**Task directions**.
Search the records for the word "exceeds" and pick out every line that has it.
=== Section Start ===
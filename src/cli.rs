use crate::handler::tcp_echo::MAX_FRAME_LEN;
use clap::Parser;
use std::path::PathBuf;
use std::time::Duration;

/// Kite Bench - drive concurrent load at a target and report latency statistics
#[derive(Parser, Debug, Clone)]
#[clap(version, about, long_about = None)]
pub struct Args {
    /// Target address (host:port or tcp://host:port)
    #[clap(short = 't', long, default_value = crate::defaults::TARGET, help_heading = "Core Options")]
    pub target: String,

    /// Number of concurrent workers
    #[clap(short = 'c', long, default_value_t = crate::defaults::CONCURRENCY, help_heading = "Core Options")]
    pub concurrency: usize,

    /// Requests performed sequentially by each worker
    #[clap(short = 'n', long, default_value_t = crate::defaults::REQUESTS_PER_WORKER, help_heading = "Core Options")]
    pub requests: usize,

    /// Seconds between periodic reports (0 reports only at the end)
    #[clap(long, default_value_t = 0)]
    pub stat_interval: u64,

    /// Capacity of the outcome event queue
    #[clap(long, default_value_t = crate::defaults::RESULTS_BUFFER_SIZE)]
    pub buffer_size: usize,

    /// Payload size in bytes of each echo request
    #[clap(short = 's', long, default_value_t = crate::defaults::PAYLOAD_SIZE, value_parser = parse_payload_size)]
    pub payload_size: usize,

    /// Connect and request timeout (e.g. "500ms", "5s")
    #[clap(long, default_value = "5s", value_parser = parse_duration)]
    pub timeout: Duration,

    /// Use a simulated handler with this fixed latency instead of the network
    #[clap(long, value_parser = parse_duration)]
    pub simulate: Option<Duration>,

    /// Additional high-resolution percentiles printed after the run
    #[clap(long, num_args = 1.., default_values_t = vec![99.9])]
    pub percentiles: Vec<f64>,

    /// Print the final reports as JSON
    #[clap(long, default_value_t = false)]
    pub json: bool,

    /// Keep percentiles with zero latency in the distribution table
    #[clap(long, default_value_t = false)]
    pub keep_zero_percentiles: bool,

    /// Write logs to this file instead of the console
    #[clap(long)]
    pub log_file: Option<PathBuf>,

    /// Verbose logging
    #[clap(short = 'v', long, default_value_t = false)]
    pub verbose: bool,
}

/// Parse duration from string (e.g., "10s", "5m", "1h")
pub fn parse_duration(s: &str) -> Result<Duration, String> {
    let s = s.trim();

    if s.is_empty() {
        return Err("Duration cannot be empty".to_string());
    }

    let (num_str, unit) = if let Some(stripped) = s.strip_suffix("ms") {
        (stripped, "ms")
    } else if let Some(stripped) = s.strip_suffix('s') {
        (stripped, "s")
    } else if let Some(stripped) = s.strip_suffix('m') {
        (stripped, "m")
    } else if let Some(stripped) = s.strip_suffix('h') {
        (stripped, "h")
    } else {
        (s, "s") // Default to seconds
    };

    let num: f64 = num_str
        .parse()
        .map_err(|_| format!("Invalid number in duration: {}", num_str))?;
    if !num.is_finite() || num < 0.0 {
        return Err(format!("Duration must be a non-negative number: {}", s));
    }

    let nanos_per_unit = match unit {
        "ms" => 1e6,
        "s" => 1e9,
        "m" => 60.0 * 1e9,
        "h" => 3600.0 * 1e9,
        _ => return Err(format!("Invalid duration unit: {}", unit)),
    };
    let duration = Duration::from_nanos((num * nanos_per_unit).round() as u64);

    Ok(duration)
}

/// Parse a payload size, bounded by the echo frame limit
pub fn parse_payload_size(s: &str) -> Result<usize, String> {
    let size: usize = s
        .trim()
        .parse()
        .map_err(|_| format!("Invalid payload size: {}", s))?;
    if size > MAX_FRAME_LEN {
        return Err(format!(
            "Payload size {} exceeds the {} byte frame limit",
            size, MAX_FRAME_LEN
        ));
    }
    Ok(size)
}
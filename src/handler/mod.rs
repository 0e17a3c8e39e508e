use async_trait::async_trait;
use serde::{Deserialize, Serialize};
use std::future::Future;
use std::time::{Duration, Instant};
use thiserror::Error;
use tokio::sync::mpsc;

pub mod simulated;
pub mod tcp_echo;

pub use simulated::SimulatedHandler;
pub use tcp_echo::TcpEchoHandler;

/// Error code recorded for a successful attempt
pub const CODE_OK: i32 = 0;

/// Error code for transport level failures (connect, read, write)
pub const CODE_TRANSPORT: i32 = -1001;

/// Error code for attempts that exceeded the handler's timeout
pub const CODE_TIMEOUT: i32 = -1002;

/// Error code for any other handler failure
pub const CODE_OTHER: i32 = -1003;

/// Errors raised by request handlers
#[derive(Debug, Error)]
pub enum HandlerError {
    #[error("invalid target '{0}'")]
    InvalidTarget(String),

    #[error("failed to connect to {target}: {source}")]
    Connect {
        target: String,
        #[source]
        source: std::io::Error,
    },

    #[error("I/O error: {0}")]
    Io(#[from] std::io::Error),

    #[error("operation timed out after {0:?}")]
    Timeout(Duration),

    #[error("payload of {size} bytes exceeds the {max} byte frame limit")]
    PayloadTooLarge { size: usize, max: usize },

    #[error("handler used before initialization")]
    NotInitialized,

    #[error("outcome stream closed")]
    SinkClosed,
}

impl HandlerError {
    /// Numeric code recorded in the outcome event for this failure
    pub fn code(&self) -> i32 {
        match self {
            HandlerError::Connect { .. } | HandlerError::Io(_) => CODE_TRANSPORT,
            HandlerError::Timeout(_) => CODE_TIMEOUT,
            HandlerError::InvalidTarget(_)
            | HandlerError::PayloadTooLarge { .. }
            | HandlerError::NotInitialized
            | HandlerError::SinkClosed => CODE_OTHER,
        }
    }
}

/// Message type tag carried by every outcome event.
///
/// The tag is opaque to the statistics engine; display names come from the
/// [`MessageTypeRegistry`](crate::results::MessageTypeRegistry).
#[derive(Debug, Clone, Copy, PartialEq, Eq, PartialOrd, Ord, Hash, Serialize, Deserialize)]
pub struct MessageType(pub u32);

impl MessageType {
    pub const GRPC: MessageType = MessageType(1);
    pub const MQ: MessageType = MessageType(2);
    pub const HTTP: MessageType = MessageType(3);
    pub const TCP: MessageType = MessageType(4);
    /// Events fabricated by [`SimulatedHandler`]
    pub const SIMULATED: MessageType = MessageType(5);
}

/// Descriptor of the system under test, handed to every handler on init
#[derive(Debug, Clone, PartialEq, Eq, Serialize, Deserialize)]
pub struct Target {
    pub url: String,
}

impl Target {
    pub fn new(url: impl Into<String>) -> Self {
        Self { url: url.into() }
    }
}

/// Result of a single request attempt
#[derive(Debug, Clone, PartialEq, Eq)]
pub struct OutcomeEvent {
    pub message_type: MessageType,
    pub method: String,
    pub elapsed: Duration,
    pub succeeded: bool,
    pub error_code: i32,
    pub received_bytes: u64,
}

impl OutcomeEvent {
    pub fn success(
        message_type: MessageType,
        method: impl Into<String>,
        elapsed: Duration,
        received_bytes: u64,
    ) -> Self {
        Self {
            message_type,
            method: method.into(),
            elapsed,
            succeeded: true,
            error_code: CODE_OK,
            received_bytes,
        }
    }

    pub fn failure(
        message_type: MessageType,
        method: impl Into<String>,
        elapsed: Duration,
        error_code: i32,
    ) -> Self {
        Self {
            message_type,
            method: method.into(),
            elapsed,
            succeeded: false,
            error_code,
            received_bytes: 0,
        }
    }
}

/// Write side of the bounded outcome stream.
///
/// Every worker owns a clone. The stream closes once the coordinator and all
/// workers have dropped their sinks, so handlers must not keep a sink alive
/// past `release`.
#[derive(Debug, Clone)]
pub struct OutcomeSink {
    sender: mpsc::Sender<OutcomeEvent>,
}

impl OutcomeSink {
    pub fn new(sender: mpsc::Sender<OutcomeEvent>) -> Self {
        Self { sender }
    }

    /// Send an event, waiting while the stream is full
    pub async fn record(&self, event: OutcomeEvent) -> Result<(), HandlerError> {
        self.sender
            .send(event)
            .await
            .map_err(|_| HandlerError::SinkClosed)
    }

    /// Time `attempt`, emit exactly one outcome event for it, and hand back
    /// the attempt's own result.
    ///
    /// The attempt resolves to the number of bytes received on success.
    pub async fn measure<F>(
        &self,
        message_type: MessageType,
        method: &str,
        attempt: F,
    ) -> Result<u64, HandlerError>
    where
        F: Future<Output = Result<u64, HandlerError>> + Send,
    {
        let started = Instant::now();
        let result = attempt.await;
        let elapsed = started.elapsed();

        let event = match &result {
            Ok(bytes) => OutcomeEvent::success(message_type, method, elapsed, *bytes),
            Err(e) => OutcomeEvent::failure(message_type, method, elapsed, e.code()),
        };
        self.record(event).await?;
        result
    }
}

/// Protocol specific request driver.
///
/// One instance is created per worker. The coordinator calls `init` once,
/// then `on_request` the configured number of times, then `release`
/// exactly once, even when `init` failed. Every `on_request` call must emit
/// exactly one outcome event through the sink received in `init`, whether
/// the attempt succeeds or not.
#[async_trait]
pub trait RequestHandler: Send {
    /// Prepare connections and keep the sink for later requests
    async fn init(&mut self, target: &Target, sink: OutcomeSink) -> Result<(), HandlerError>;

    /// Perform one request attempt
    async fn on_request(&mut self) -> Result<(), HandlerError>;

    /// Release held resources. Must be idempotent.
    async fn release(&mut self);

    /// Handler name for identification in logs
    fn name(&self) -> &'static str;
}

#[cfg(test)]
mod tests {
    use super::*;

    #[tokio::test]
    async fn test_measure_emits_success_event() {
        let (tx, mut rx) = mpsc::channel(4);
        let sink = OutcomeSink::new(tx);

        let bytes = sink
            .measure(MessageType::HTTP, "GET /", async { Ok(128) })
            .await
            .unwrap();
        assert_eq!(bytes, 128);

        let event = rx.recv().await.unwrap();
        assert!(event.succeeded);
        assert_eq!(event.error_code, CODE_OK);
        assert_eq!(event.received_bytes, 128);
        assert_eq!(event.method, "GET /");
        assert_eq!(event.message_type, MessageType::HTTP);
    }

    #[tokio::test]
    async fn test_measure_emits_failure_event_and_returns_error() {
        let (tx, mut rx) = mpsc::channel(4);
        let sink = OutcomeSink::new(tx);

        let result = sink
            .measure(MessageType::TCP, "echo", async {
                Err(HandlerError::Timeout(Duration::from_millis(5)))
            })
            .await;
        assert!(matches!(result, Err(HandlerError::Timeout(_))));

        let event = rx.recv().await.unwrap();
        assert!(!event.succeeded);
        assert_eq!(event.error_code, CODE_TIMEOUT);
        assert_eq!(event.received_bytes, 0);
    }

    #[tokio::test]
    async fn test_record_on_closed_stream() {
        let (tx, rx) = mpsc::channel(1);
        drop(rx);
        let sink = OutcomeSink::new(tx);

        let event = OutcomeEvent::success(MessageType::MQ, "m", Duration::ZERO, 0);
        assert!(matches!(
            sink.record(event).await,
            Err(HandlerError::SinkClosed)
        ));
    }

    #[test]
    fn test_error_codes() {
        let io = std::io::Error::new(std::io::ErrorKind::BrokenPipe, "gone");
        assert_eq!(HandlerError::Io(io).code(), CODE_TRANSPORT);
        assert_eq!(HandlerError::Timeout(Duration::from_secs(1)).code(), CODE_TIMEOUT);
        assert_eq!(HandlerError::NotInitialized.code(), CODE_OTHER);
    }
}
=== Section End ===
**Solution below**.
            "Payload size {} exceeds the {} byte frame limit",
    #[error("payload of {size} bytes exceeds the {max} byte frame limit")]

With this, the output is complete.